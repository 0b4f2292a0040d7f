//! Core HTTP protocol types shared by the codec, handler and connection layers.
//!
//! # Architecture
//!
//! - **Decode outcome** ([`message`]): [`ParseOutcome`] tells the connection
//!   whether the buffered bytes form a request, need more data, or are garbage
//!
//! - **Request side** ([`request`]): [`Request`] with a buffered body, and the
//!   [`Environment`] of the connection it arrived on
//!
//! - **Response side** ([`response`]): [`Response`] with a buffered body
//!
//! - **Content negotiation** ([`accept_encoding`]): decides whether a response may
//!   be gzip encoded
//!
//! - **Error Handling** ([`error`]):
//!   - [`ParseError`]: why a request was rejected
//!   - [`ServerError`]: server setup errors

mod message;
pub use message::ParseOutcome;

mod request;
pub use request::Environment;
pub use request::Request;

mod response;
pub use response::Response;
pub(crate) use response::{GZIP, KEEP_ALIVE, build_closing_response};

mod error;
pub use error::ParseError;
pub use error::ServerError;

pub mod accept_encoding;
pub use accept_encoding::accepts_gzip;
//! HTTP body processing.
//!
//! Request bodies are framed by `Content-Length` and copied out of
//! the receive buffer by the request decoder, so only the response side needs
//! a dedicated encoder here.
//!
//! - [`GzipEncoder`]: compresses a whole response body when the response was
//!   negotiated as `Content-Encoding: gzip`

mod gzip_encoder;

pub(crate) use gzip_encoder::{GZIP_MIN_BODY, GzipEncoder};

PROBLEM TO WORK ON> Extract from the records above the lines from the one containing "response side needs" to the one containing "mod gzip_encoder;", both lines included, exactly as they appear and with nothing else.

PROBLEM SOLUTION>
//! the receive buffer by the request decoder, so only the response side needs
//! a dedicated encoder here.
//!
//! - [`GzipEncoder`]: compresses a whole response body when the response was
//!   negotiated as `Content-Encoding: gzip`

mod gzip_encoder;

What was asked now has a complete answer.